Louis talks in the measured cadence of a man whose words are the product of mindful consideration. He is, one gets the impression, a thinker. And he has thought a lot about woodworking. Not just the craft, but the philosophy behind the craft, and how the mindset of the maker is similar to the writer or musician – which he also happens to be.
“The best way I can put it is the woodworker’s sensibility and sensitivity are the same as the poet’s sensibility are the same as the painter’s sensibility, the sculptor’s sensibility – it’s all the same, it’s just the medium that’s different,” he says. “And so you could think of it with the analogy of an instrument and a mouthpiece and the breath moving through it. I really think that what I do is, I’m really just a mouthpiece for the creative spirit, I guess you could call it, that is moving through me into the instrument, which is woodworking and so that produces the sound that it does, which is the pieces that I make.”
Louis has, previously, expressed his creativity through writing, painting and music, but it is in woodworking that he feels best able to express himself. That self expression has a limit, though.
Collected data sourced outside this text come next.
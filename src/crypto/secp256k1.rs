//! secp256k1 keypairs with Ethereum addresses

use super::{to_prefixed_hex, CryptoError, Keypair as KeypairT};
use crate::identity::ChainType;
use k256::ecdsa::signature::{Signer, Verifier};
use k256::ecdsa::{Signature, SigningKey, VerifyingKey};
use sha3::{Digest, Keccak256};
use std::fmt;

/// Length in bytes of a raw secp256k1 private key
pub const PRIVATE_KEY_LENGTH: usize = 32;

/// Length in bytes of an Ethereum address
pub const ADDRESS_LENGTH: usize = 20;

/// secp256k1 key pair for the ethereum chain
#[derive(Clone)]
pub struct Keypair {
    signing_key: SigningKey,
    verifying_key: VerifyingKey,
}

impl Keypair {
    /// Create a key pair from a raw private key.
    ///
    /// The key must be exactly [`PRIVATE_KEY_LENGTH`] bytes and a valid
    /// non-zero scalar below the curve order.
    pub fn from_private_key(bytes: &[u8]) -> Result<Self, CryptoError> {
        if bytes.len() != PRIVATE_KEY_LENGTH {
            return Err(CryptoError::InvalidKey(format!(
                "secp256k1 private key must be {} bytes, got {}",
                PRIVATE_KEY_LENGTH,
                bytes.len()
            )));
        }

        let signing_key = SigningKey::from_slice(bytes)
            .map_err(|e| CryptoError::InvalidKey(e.to_string()))?;
        let verifying_key = VerifyingKey::from(&signing_key);

        Ok(Self {
            signing_key,
            verifying_key,
        })
    }

    /// Get the compressed SEC1 public key (33 bytes)
    pub fn public_key_bytes(&self) -> Vec<u8> {
        self.verifying_key.to_encoded_point(true).as_bytes().to_vec()
    }

    /// Derive the 20 byte Ethereum address.
    ///
    /// This is the tail of the Keccak-256 hash of the uncompressed public
    /// key, without its `0x04` tag byte.
    pub fn address_bytes(&self) -> [u8; ADDRESS_LENGTH] {
        let point = self.verifying_key.to_encoded_point(false);
        let hash = Keccak256::digest(&point.as_bytes()[1..]);

        let mut address = [0u8; ADDRESS_LENGTH];
        address.copy_from_slice(&hash[32 - ADDRESS_LENGTH..]);
        address
    }

    pub fn signing_key(&self) -> &SigningKey {
        &self.signing_key
    }

    pub fn verifying_key(&self) -> &VerifyingKey {
        &self.verifying_key
    }
}

/// Format an address with the EIP-55 mixed case checksum
pub fn to_checksum_address(address: &[u8; ADDRESS_LENGTH]) -> String {
    let lower = hex::encode(address);
    let hash = Keccak256::digest(lower.as_bytes());

    let checksummed: String = lower
        .chars()
        .enumerate()
        .map(|(i, c)| {
            let nibble = if i % 2 == 0 {
                hash[i / 2] >> 4
            } else {
                hash[i / 2] & 0x0f
            };
            if nibble >= 8 {
                c.to_ascii_uppercase()
            } else {
                c
            }
        })
        .collect();

    format!("0x{}", checksummed)
}

impl KeypairT for Keypair {
    fn chain_type(&self) -> ChainType {
        ChainType::Ethereum
    }

    fn address(&self) -> String {
        to_checksum_address(&self.address_bytes())
    }

    fn public_key(&self) -> String {
        to_prefixed_hex(&self.public_key_bytes())
    }

    fn encode(&self) -> Vec<u8> {
        self.signing_key.to_bytes().to_vec()
    }

    fn sign(&self, message: &[u8]) -> Vec<u8> {
        let signature: Signature = self.signing_key.sign(message);
        signature.to_bytes().to_vec()
    }

    fn verify(&self, message: &[u8], signature: &[u8]) -> bool {
        let Ok(signature) = Signature::from_slice(signature) else {
            return false;
        };
        self.verifying_key.verify(message, &signature).is_ok()
    }
}

impl fmt::Debug for Keypair {
    fn fmt(&self, f: &mut fmt::Formatter<'_>) -> fmt::Result {
        write!(f, "secp256k1::Keypair({})", self.address())
    }
}

#[cfg(test)]
mod tests {
    use super::*;

    fn key_one() -> Vec<u8> {
        let mut key = vec![0u8; PRIVATE_KEY_LENGTH];
        key[31] = 1;
        key
    }

    #[test]
    fn test_known_address() {
        // Private key 1 maps to the generator point
        let keypair = Keypair::from_private_key(&key_one()).unwrap();

        assert_eq!(keypair.address(), "0x7E5F4552091A69125d5DfCb7b8C2659029395Bdf");
        assert_eq!(
            keypair.public_key(),
            "0x0279be667ef9dcbbac55a06295ce870b07029bfcdb2dce28d959f2815b16f81798"
        );
    }

    #[test]
    fn test_checksum_vectors() {
        let vectors = [
            "0x5aAeb6053F3E94C9b9A09f33669435E7Ef1BeAed",
            "0xfB6916095ca1df60bB79Ce92cE3Ea74c37c5d359",
            "0xdbF03B407c01E7cD3CBea99509d93f8DDDC8C6FB",
            "0xD1220A0cf47c7B9Be7A2E6BA89F429762e7b9aDb",
        ];

        for expected in vectors {
            let bytes = hex::decode(expected[2..].to_lowercase()).unwrap();
            let address: [u8; ADDRESS_LENGTH] = bytes.try_into().unwrap();
            assert_eq!(to_checksum_address(&address), expected);
        }
    }

    #[test]
    fn test_rejects_bad_lengths() {
        assert!(matches!(
            Keypair::from_private_key(&[1u8; 31]),
            Err(CryptoError::InvalidKey(_))
        ));
        assert!(matches!(
            Keypair::from_private_key(&[1u8; 33]),
            Err(CryptoError::InvalidKey(_))
        ));
    }

    #[test]
    fn test_rejects_zero_key() {
        assert!(Keypair::from_private_key(&[0u8; PRIVATE_KEY_LENGTH]).is_err());
    }

    #[test]
    fn test_encode_roundtrip() {
        let keypair = Keypair::from_private_key(&[42u8; PRIVATE_KEY_LENGTH]).unwrap();
        let encoded = keypair.encode();

        assert_eq!(encoded, vec![42u8; PRIVATE_KEY_LENGTH]);

        let decoded = Keypair::from_private_key(&encoded).unwrap();
        assert_eq!(decoded.address(), keypair.address());
    }

    #[test]
    fn test_sign_verify() {
        let keypair = Keypair::from_private_key(&key_one()).unwrap();

        let message = b"Test message";
        let signature = keypair.sign(message);

        assert_eq!(signature.len(), 64);
        assert!(keypair.verify(message, &signature));
        assert!(!keypair.verify(b"Wrong message", &signature));
        assert!(!keypair.verify(message, &signature[..63]));

        // RFC 6979 nonces make signatures reproducible
        assert_eq!(keypair.sign(message), signature);
    }

    #[test]
    fn test_key_accessors() {
        let keypair = Keypair::from_private_key(&key_one()).unwrap();

        assert_eq!(keypair.signing_key().to_bytes().to_vec(), key_one());
        assert_eq!(
            keypair.verifying_key(),
            keypair.signing_key().verifying_key()
        );

        let signature: Signature = keypair.signing_key().sign(b"direct");
        assert!(keypair.verify(b"direct", &signature.to_bytes()));
    }
}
Rather than trying to force creativity, or grappling with concepts of original design, Louis is inspired by Leonard Cohen’s observations from his time at a zen buddhist monastery.
“He came to the realization that the less of him there was the happier he was and that’s how I feel about my creative pursuits, is that obviously there is something to be said for originality and voice, but at the same time, it’s really obvious if someone is trying really hard to make something themselves. I guess that can be a good thing, but at the same time if they’re kind of forcing it, it can turn out badly.”
He compares woodworking to poetry, in that a poet who tries forcing a set of words into a poem may write a less pleasing piece than the poet who just lets the words flow.
So while Louis works hard at improving his skills and carefully considers each piece he is going to make before starting, there also comes a time when he gets out of his own way to let the process happen without overthinking it.
“I don’t really sit down and try to come up with a design. As I said before, if you try too hard it rarely turns out right.”
It would be a mistake to confuse his approach with carelessness. There is skill evident in each piece Louis makes, whether it’s a Nakashima-inspired walnut bench, a bookshelf, coffee table, or some other piece of commissioned work.